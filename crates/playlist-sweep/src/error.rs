//! Error taxonomy for a scrape run.
//!
//! Fatal errors ([`ConfigError`], [`NavigationError`], render failures) abort
//! the run. [`ExtractionError`] is scoped to one scroll batch and
//! [`ExportError`] to one output format; neither stops the run.

use std::path::PathBuf;
use thiserror::Error;

/// Pre-flight configuration problems.
#[derive(Error, Debug)]
pub enum ConfigError {
    #[error("AGENTQL_API_KEY not found in environment variables")]
    MissingApiKey,

    #[error("invalid value for {name}: {reason}")]
    InvalidValue { name: String, reason: String },

    #[error("cannot read .env file: {0}")]
    EnvFile(String),
}

/// Target page could not be loaded or never became ready.
#[derive(Error, Debug)]
pub enum NavigationError {
    #[error("navigation to {url} failed: {reason}")]
    LoadFailed { url: String, reason: String },

    #[error("timed out after {timeout_ms}ms waiting for '{selector}'")]
    ReadyTimeout { selector: String, timeout_ms: u64 },
}

/// A single structured-extraction batch failed.
#[derive(Error, Debug)]
pub enum ExtractionError {
    #[error("structured query failed: {0}")]
    Query(String),

    #[error("extraction service returned {status}: {body}")]
    Service { status: u16, body: String },

    #[error("malformed extraction response: {0}")]
    MalformedResponse(String),
}

/// One output format could not be written.
#[derive(Error, Debug)]
pub enum ExportError {
    #[error("I/O error on {path}: {source}")]
    Io {
        path: PathBuf,
        #[source]
        source: std::io::Error,
    },

    #[error("JSON error: {0}")]
    Json(#[from] serde_json::Error),

    #[error("CSV error: {0}")]
    Csv(#[from] csv::Error),

    #[error("XLSX error: {0}")]
    Xlsx(#[from] rust_xlsxwriter::XlsxError),

    #[error("writer task failed: {0}")]
    Task(String),
}

/// Errors that abort a scrape once the session is open.
#[derive(Error, Debug)]
pub enum ScrapeError {
    #[error("navigation error: {0}")]
    Navigation(#[from] NavigationError),

    /// The browser session itself failed (launch, scroll, height read).
    #[error("render error: {0:#}")]
    Render(anyhow::Error),
}

impl ScrapeError {
    pub fn render(err: impl Into<anyhow::Error>) -> Self {
        Self::Render(err.into())
    }
}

━━━━━━━━━━━━━━━━━━━━━━━━━━━━━━

__What the task asks__:
If a line in the data contains the string "structured", copy it.

__Answer__:
/// A single structured-extraction batch failed.
    #[error("structured query failed: {0}")]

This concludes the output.